Me cuenta que la policía ha detenido a una gitana que vendía rosas en la calle Tallers. Más abajo, en la Rambla de les Flors con todos los puestos con la persiana bajada, las únicas rosas las repartía la pastelería Escribà junto a sus pasteles de pequeñas proporciones: individual o para dos personas. 

En época de confinamiento, toca adaptarse. Cuando llegué ya no quedaban flores. Lo que sí le quedaba al maestro pastelero eran ejemplares de su libro L' obrador dels prodigis, una novela sobre su familia que Christian Escribà publicó hace un año con Sílvia Tarragó. "Nunca había visto La Rambla así, esto es histórico", señaló el pastelero.

Quiso aprovechar la 'diada' para reabrir la coqueta tienda y dulcificar la vida de sus clientes del Raval. Siempre positivo, él es de los que ve el vaso medio lleno. Su filosofía budista le ayuda a ver el cambio radical provocado por el covid-19 como una oportunidad. Como las librerías, él había dejado de vender al público en ese local y solo repartía pedidos por internet. Ahora, como la mayoría, medita cómo afrontar el futuro. "Habrá que reinventarse. Será como volver a nacer pero con toda la experiencia que tenemos acumulada". Parece feliz ante la idea.

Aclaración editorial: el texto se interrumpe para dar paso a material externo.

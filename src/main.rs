mod parser;
mod record;
mod wiki;

use std::fs;
use std::path::PathBuf;

use anyhow::Context;
use clap::Parser;
use tracing::info;

const DEFAULT_TITLE: &str = "Wrocławskie krasnale";
const DEFAULT_OUTPUT: &str = "wroclawskie_krasnale.json";

#[derive(Parser)]
#[command(
    name = "krasnale_scraper",
    about = "Extract the Wrocław dwarf catalog from Wikipedia into JSON"
)]
struct Cli {
    /// Wikipedia page title (Polish wiki)
    #[arg(short, long, default_value = DEFAULT_TITLE)]
    title: String,
    /// Output JSON file path
    #[arg(short, long, default_value = DEFAULT_OUTPUT)]
    output: PathBuf,
    /// Classify rows by cell coloring and collapse thumbnail URLs
    #[arg(short, long)]
    status: bool,
}

#[tokio::main]
async fn main() -> anyhow::Result<()> {
    tracing_subscriber::fmt()
        .with_env_filter(
            tracing_subscriber::EnvFilter::try_from_default_env()
                .unwrap_or_else(|_| "info".into()),
        )
        .init();

    let cli = Cli::parse();

    let client = wiki::WikiClient::new(wiki::DEFAULT_LANG)?;
    info!("Fetching page '{}'", cli.title);
    let html = client.fetch_page_html(&cli.title).await?;

    let opts = parser::Options {
        classify_status: cli.status,
        canonical_images: cli.status,
        base_origin: wiki::origin(wiki::DEFAULT_LANG),
    };
    let records = parser::extract_records(&html, &opts);
    info!("Extracted {} records", records.len());

    let json = serde_json::to_string_pretty(&records)?;
    fs::write(&cli.output, json)
        .with_context(|| format!("failed to write {}", cli.output.display()))?;

    println!("Saved {} records to {}", records.len(), cli.output.display());
    Ok(())
}
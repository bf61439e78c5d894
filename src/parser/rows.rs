use std::sync::LazyLock;

use scraper::{ElementRef, Selector};

use super::images;
use super::status;
use super::tables::{
    ColumnIndex, COL_ADDRESS, COL_AUTHOR, COL_COORDINATES, COL_IMAGE, COL_LOCATION, COL_NAME,
};
use super::Options;
use crate::record::FigurineRecord;

static CELL_SEL: LazyLock<Selector> = LazyLock::new(|| Selector::parse("td, th").unwrap());

/// Build one record from a data row. Returns `None` only for rows with no
/// cells at all; missing or out-of-range columns degrade to empty values.
pub fn extract_record(
    row: ElementRef<'_>,
    index: &ColumnIndex,
    opts: &Options,
) -> Option<FigurineRecord> {
    let cells = row_cells(row);
    if cells.is_empty() {
        return None;
    }

    let image_cell = index.get(COL_IMAGE).and_then(|i| cells.get(i).copied());
    let images = images::collect(image_cell, opts);
    let status = opts
        .classify_status
        .then(|| status::classify(row, &images));

    Some(FigurineRecord {
        coordinates: cell_text(&cells, index, COL_COORDINATES),
        name: cell_text(&cells, index, COL_NAME),
        address: cell_text(&cells, index, COL_ADDRESS),
        author: cell_text(&cells, index, COL_AUTHOR),
        location: cell_text(&cells, index, COL_LOCATION),
        images,
        status,
    })
}

/// Direct `<td>`/`<th>` children of a row.
pub(crate) fn direct_cells(row: ElementRef<'_>) -> Vec<ElementRef<'_>> {
    row.children()
        .filter_map(ElementRef::wrap)
        .filter(|el| matches!(el.value().name(), "td" | "th"))
        .collect()
}

/// Cells of a data row: direct children, falling back to all descendant
/// cells for rows restructured by row-spanning.
fn row_cells(row: ElementRef<'_>) -> Vec<ElementRef<'_>> {
    let cells = direct_cells(row);
    if !cells.is_empty() {
        return cells;
    }
    row.select(&CELL_SEL).collect()
}

fn cell_text(cells: &[ElementRef<'_>], index: &ColumnIndex, label: &str) -> String {
    index
        .get(label)
        .and_then(|i| cells.get(i))
        .map(|cell| collapsed_text(*cell))
        .unwrap_or_default()
}

/// Visible text with all internal whitespace collapsed to single spaces.
pub(crate) fn collapsed_text(el: ElementRef<'_>) -> String {
    el.text()
        .flat_map(str::split_whitespace)
        .collect::<Vec<_>>()
        .join(" ")
}

#[cfg(test)]
mod tests {
    use super::*;
    use scraper::Html;

    static TR: LazyLock<Selector> = LazyLock::new(|| Selector::parse("tr").unwrap());

    #[test]
    fn text_whitespace_is_collapsed() {
        let doc = Html::parse_document(
            "<table><tr><td>  ul.\n  Świdnicka \u{a0} 12 <b>a</b></td></tr></table>",
        );
        let row = doc.select(&TR).next().unwrap();
        let cells = direct_cells(row);
        assert_eq!(collapsed_text(cells[0]), "ul. Świdnicka 12 a");
    }

    #[test]
    fn direct_cells_count_both_td_and_th() {
        let doc = Html::parse_document("<table><tr><th>h</th><td>a</td><td>b</td></tr></table>");
        let row = doc.select(&TR).next().unwrap();
        assert_eq!(direct_cells(row).len(), 3);
    }

    #[test]
    fn empty_row_has_no_cells() {
        let doc = Html::parse_document("<table><tr></tr></table>");
        let row = doc.select(&TR).next().unwrap();
        assert!(row_cells(row).is_empty());
    }
}
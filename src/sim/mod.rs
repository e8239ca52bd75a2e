//! Deterministic simulation module
//!
//! All gameplay logic lives here. This module must be pure and deterministic:
//! - Fixed timestep only
//! - Wall-clock time only as explicit arguments (potion expiry, scheduling)
//! - Stable iteration order (by entity ID)
//! - No rendering or platform dependencies

pub mod catalog;
pub mod combat;
pub mod economy;
pub mod path;
pub mod scheduler;
pub mod session;
pub mod state;
pub mod wave;

pub use catalog::{
    Ability, Catalog, Difficulty, DifficultyCoefficients, PotionEffect, PotionKind, PotionTier,
    Rarity, SPEED_TIERS, UnitDef, potion_cost, potion_effect, speed_cost,
};
pub use combat::{BatchOutcome, TickOutcome, advance_one_tick, run_batch, step};
pub use economy::{
    ActionError, PullOutcome, admin_grant_coins, buy_potion, buy_speed, place_tower,
    prune_effects, resolve_pull, select_speed, sell_refund, sell_tower, sell_unit, set_auto_skip_prep, toggle_auto_sell,
    upgrade_cost, upgrade_tower, use_potion,
};
pub use path::{GridPos, Path, PathError};
pub use scheduler::{FramePlan, TickScheduler, tick_interval};
pub use session::{
    AdminCommand, PrepProgress, WaveStart, continue_after_victory, give_up, prep_second, reset_session,
    restart_shift, select_difficulty, skip_prep, start_wave,
};
pub use state::{
    ActiveEffect, Enemy, EnemyClass, EntityId, GameState, Lifecycle, PathPos, Phase, Projectile,
    Tower,
};
pub use wave::{generate_wave, wave_size, wave_title};
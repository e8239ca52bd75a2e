//! Platform abstraction layer
//!
//! Handles browser/native differences for:
//! - Logging setup
//! - Wall-clock time and 1 s periodic triggers
//! - Storage (LocalStorage on web, files on native)

pub mod storage;
pub mod time;

pub use storage::{MemoryStorage, Storage, StorageError};
#[cfg(not(target_arch = "wasm32"))]
pub use storage::FileStorage;
#[cfg(target_arch = "wasm32")]
pub use storage::LocalStorage;
pub use time::{Clock, ManualClock, Periodic, SystemClock};

/// Install the logger for this platform. Safe to call more than once.
#[cfg(target_arch = "wasm32")]
pub fn init_logging() {
    console_error_panic_hook::set_once();
    if console_log::init_with_level(log::Level::Info).is_err() {
        log::debug!("Logger already initialized");
    }
}

/// Install the logger for this platform. Safe to call more than once.
#[cfg(not(target_arch = "wasm32"))]
pub fn init_logging() {
    let _ = env_logger::Builder::from_env(env_logger::Env::default().default_filter_or("info"))
        .try_init();
}
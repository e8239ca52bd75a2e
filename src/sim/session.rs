//! Session phase transitions
//!
//! ```text
//! AwaitingDifficulty -> Idle -> Prep -> WaveActive -> Idle -> ... -> Victory
//!                                           \-> Defeat (health hits 0)
//! ```
//!
//! `WaveActive -> Idle` and `-> Defeat` happen inside the combat tick; the
//! rest are driven from here by player actions and the 1 s prep countdown.

use super::catalog::Difficulty;
use super::economy::ActionError;
use super::state::{GameState, Phase};
use super::wave::{generate_wave, wave_title};
use crate::consts::*;

/// Result of asking for the next wave
#[derive(Debug, Clone, Copy, PartialEq, Eq)]
pub enum WaveStart {
    /// Countdown running for `wave`
    Prep { wave: u32 },
    /// Auto-skip was on; `wave` spawned immediately
    Spawned { wave: u32, enemies: usize },
    /// The final wave was already cleared
    Victory,
}

/// Result of one prep countdown second
#[derive(Debug, Clone, Copy, PartialEq, Eq)]
pub enum PrepProgress {
    Counting { remaining: u32 },
    Spawned { wave: u32, enemies: usize },
}

/// Choose the difficulty (once per session)
pub fn select_difficulty(state: &mut GameState, difficulty: Difficulty) -> Result<(), ActionError> {
    if state.difficulty.is_some() {
        return Err(ActionError::DifficultyAlreadyChosen);
    }
    state.difficulty = Some(difficulty);
    state.phase = Phase::Idle;
    log::info!("Difficulty set to {}", difficulty.as_str());
    Ok(())
}

/// Advance the wave counter and enter prep, or declare victory past the
/// final wave
pub fn start_wave(state: &mut GameState) -> Result<WaveStart, ActionError> {
    if state.difficulty.is_none() {
        return Err(ActionError::DifficultyNotChosen);
    }
    if state.is_game_over || !matches!(state.phase, Phase::Idle | Phase::Victory) {
        return Err(ActionError::WrongPhase);
    }

    let next_wave = state.wave + 1;
    if next_wave > VICTORY_WAVE {
        state.has_won = true;
        state.phase = Phase::Victory;
        log::info!("Survived all {} nights", VICTORY_WAVE);
        return Ok(WaveStart::Victory);
    }

    state.wave = next_wave;
    state.phase = Phase::Prep;
    state.prep_remaining = PREP_TIME_SECONDS;
    log::info!("Wave {}: {}", next_wave, wave_title(next_wave));

    if state.preferences.auto_skip_prep {
        let enemies = spawn_wave(state);
        return Ok(WaveStart::Spawned {
            wave: next_wave,
            enemies,
        });
    }
    Ok(WaveStart::Prep { wave: next_wave })
}

/// One second of prep countdown; spawns the wave when it runs out
pub fn prep_second(state: &mut GameState) -> Result<PrepProgress, ActionError> {
    if state.phase != Phase::Prep {
        return Err(ActionError::WrongPhase);
    }
    if state.preferences.auto_skip_prep || state.prep_remaining <= 1 {
        let enemies = spawn_wave(state);
        return Ok(PrepProgress::Spawned {
            wave: state.wave,
            enemies,
        });
    }
    state.prep_remaining -= 1;
    Ok(PrepProgress::Counting {
        remaining: state.prep_remaining,
    })
}

/// Skip the rest of the countdown
pub fn skip_prep(state: &mut GameState) -> Result<usize, ActionError> {
    if state.phase != Phase::Prep {
        return Err(ActionError::WrongPhase);
    }
    Ok(spawn_wave(state))
}

fn spawn_wave(state: &mut GameState) -> usize {
    let difficulty = state.difficulty.unwrap_or_default();
    state.enemies = generate_wave(state.wave, difficulty);
    state.prep_remaining = 0;
    state.phase = Phase::WaveActive;
    log::info!("Wave {} spawned ({} enemies)", state.wave, state.enemies.len());
    state.enemies.len()
}

/// Start the night over, keeping towers, inventory, coins and potions
pub fn restart_shift(state: &mut GameState) {
    state.health = STARTING_HEALTH;
    state.wave = 0;
    state.is_game_over = false;
    state.has_won = false;
    state.reset_transient();
    log::info!("Shift restarted");
}

/// Wipe everything back to a new session
pub fn reset_session(state: &mut GameState) {
    *state = GameState::new();
    log::info!("Session reset");
}

/// Surrender the current run
pub fn give_up(state: &mut GameState) {
    state.health = 0;
    state.is_game_over = true;
    state.enemies.clear();
    state.projectiles.clear();
    state.prep_remaining = 0;
    state.phase = Phase::Defeat;
    log::info!("Gave up on wave {}", state.wave);
}

/// Terminal override commands
#[derive(Debug, Clone, Copy, PartialEq, Eq)]
pub enum AdminCommand {
    /// Credit [`ADMIN_COIN_GRANT`] coins
    GrantCoins,
    /// Full session reset
    Reset,
    /// Write the save immediately
    Save,
}

impl AdminCommand {
    /// Case-insensitive; anything else is not a command
    pub fn parse(code: &str) -> Option<Self> {
        match code.trim().to_ascii_lowercase().as_str() {
            "freddy" => Some(AdminCommand::GrantCoins),
            "reset" => Some(AdminCommand::Reset),
            "save" => Some(AdminCommand::Save),
            _ => None,
        }
    }
}

/// Dismiss the victory screen and keep playing
pub fn continue_after_victory(state: &mut GameState) -> Result<(), ActionError> {
    if state.phase != Phase::Victory {
        return Err(ActionError::WrongPhase);
    }
    state.has_won = false;
    state.phase = Phase::Idle;
    Ok(())
}

#[cfg(test)]
mod tests {
    use super::*;
    use crate::sim::state::Lifecycle;

    fn ready(difficulty: Difficulty) -> GameState {
        let mut state = GameState::new();
        select_difficulty(&mut state, difficulty).unwrap();
        state
    }

    #[test]
    fn test_difficulty_chosen_once() {
        let mut state = GameState::new();
        assert_eq!(start_wave(&mut state), Err(ActionError::DifficultyNotChosen));
        select_difficulty(&mut state, Difficulty::Hard).unwrap();
        assert_eq!(state.phase, Phase::Idle);
        assert_eq!(
            select_difficulty(&mut state, Difficulty::Easy),
            Err(ActionError::DifficultyAlreadyChosen)
        );
        assert_eq!(state.difficulty, Some(Difficulty::Hard));
    }

    #[test]
    fn test_start_wave_enters_prep() {
        let mut state = ready(Difficulty::Medium);
        assert_eq!(start_wave(&mut state), Ok(WaveStart::Prep { wave: 1 }));
        assert_eq!(state.wave, 1);
        assert_eq!(state.phase, Phase::Prep);
        assert_eq!(state.prep_remaining, PREP_TIME_SECONDS);
        assert!(state.enemies.is_empty());
        assert_eq!(start_wave(&mut state), Err(ActionError::WrongPhase));
    }

    #[test]
    fn test_prep_countdown_spawns_at_end() {
        let mut state = ready(Difficulty::Medium);
        start_wave(&mut state).unwrap();
        for expected in (1..PREP_TIME_SECONDS).rev() {
            assert_eq!(
                prep_second(&mut state),
                Ok(PrepProgress::Counting { remaining: expected })
            );
        }
        assert_eq!(
            prep_second(&mut state),
            Ok(PrepProgress::Spawned { wave: 1, enemies: 8 })
        );
        assert_eq!(state.phase, Phase::WaveActive);
        assert_eq!(state.prep_remaining, 0);
        assert_eq!(prep_second(&mut state), Err(ActionError::WrongPhase));
    }

    #[test]
    fn test_auto_skip_spawns_immediately() {
        let mut state = ready(Difficulty::Medium);
        state.preferences.auto_skip_prep = true;
        assert_eq!(
            start_wave(&mut state),
            Ok(WaveStart::Spawned { wave: 1, enemies: 8 })
        );
        assert!(state.is_wave_active());
        assert_eq!(state.enemies[1].lifecycle, Lifecycle::NotYetVisible);
    }

    #[test]
    fn test_skip_prep() {
        let mut state = ready(Difficulty::BossRush);
        assert_eq!(skip_prep(&mut state), Err(ActionError::WrongPhase));
        start_wave(&mut state).unwrap();
        assert_eq!(skip_prep(&mut state), Ok(2));
        assert!(state.enemies.iter().all(|e| e.is_boss()));
    }

    #[test]
    fn test_victory_past_final_wave() {
        let mut state = ready(Difficulty::Easy);
        state.wave = VICTORY_WAVE;
        assert_eq!(start_wave(&mut state), Ok(WaveStart::Victory));
        assert!(state.has_won);
        assert_eq!(state.phase, Phase::Victory);
        assert_eq!(state.wave, VICTORY_WAVE);

        continue_after_victory(&mut state).unwrap();
        assert!(!state.has_won);
        assert_eq!(state.phase, Phase::Idle);
        // Still past the final wave
        assert_eq!(start_wave(&mut state), Ok(WaveStart::Victory));
    }

    #[test]
    fn test_continue_requires_victory() {
        let mut state = ready(Difficulty::Easy);
        assert_eq!(continue_after_victory(&mut state), Err(ActionError::WrongPhase));
    }

    #[test]
    fn test_give_up_then_restart_shift() {
        let mut state = ready(Difficulty::Medium);
        state.coins = 1234;
        start_wave(&mut state).unwrap();
        skip_prep(&mut state).unwrap();
        state.tick = 99;

        give_up(&mut state);
        assert_eq!(state.phase, Phase::Defeat);
        assert_eq!(state.health, 0);
        assert!(state.enemies.is_empty());
        assert_eq!(start_wave(&mut state), Err(ActionError::WrongPhase));

        restart_shift(&mut state);
        assert_eq!(state.phase, Phase::Idle);
        assert_eq!(state.health, STARTING_HEALTH);
        assert_eq!(state.wave, 0);
        assert_eq!(state.tick, 0);
        assert_eq!(state.coins, 1234);
        assert_eq!(state.difficulty, Some(Difficulty::Medium));
    }

    #[test]
    fn test_reset_session() {
        let mut state = ready(Difficulty::Extreme);
        state.coins = 9;
        state.inventory.insert("bonnie".into());
        reset_session(&mut state);
        assert_eq!(state.phase, Phase::AwaitingDifficulty);
        assert_eq!(state.difficulty, None);
        assert_eq!(state.coins, STARTING_COINS);
        assert_eq!(state.inventory.len(), 1);
    }

    #[test]
    fn test_admin_command_parse() {
        assert_eq!(AdminCommand::parse("freddy"), Some(AdminCommand::GrantCoins));
        assert_eq!(AdminCommand::parse("FREDDY"), Some(AdminCommand::GrantCoins));
        assert_eq!(AdminCommand::parse(" Reset "), Some(AdminCommand::Reset));
        assert_eq!(AdminCommand::parse("save"), Some(AdminCommand::Save));
        assert_eq!(AdminCommand::parse("fredd"), None);
        assert_eq!(AdminCommand::parse(""), None);
    }
}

Eso anima.

Dulce tentación

De regreso a casa, me cruzo con un motorista cargado de rosas que acaba de aparcar. Va a tope, como los ciclistas de repartidores que hacen de mensajeros del amor entre los Sant Jordi y las princesas actuales a quienes el coronavirus ha separado o unido en este extraño confinamiento donde las necesidades básicas pueden estar cubiertas pero falta lo más básico: calor humano.

Una decena de mensajeros eco esperan ante una famosa marca suiza de bombones. Del cacao,  presente en Como agua para chocolate , de Laura Esquivel, entre otros, se valora su capacidad afordisíaca y su función antidepresiva. No es extraño que a falta de libros en Rambla Catalunya, frente a la pastelería Mauri hubiera cola de gente esperando a comprar unas chocolatinas que imitan un volumen abierto con una rosa entre sus páginas. Una dulce manera de reinventar la tradición.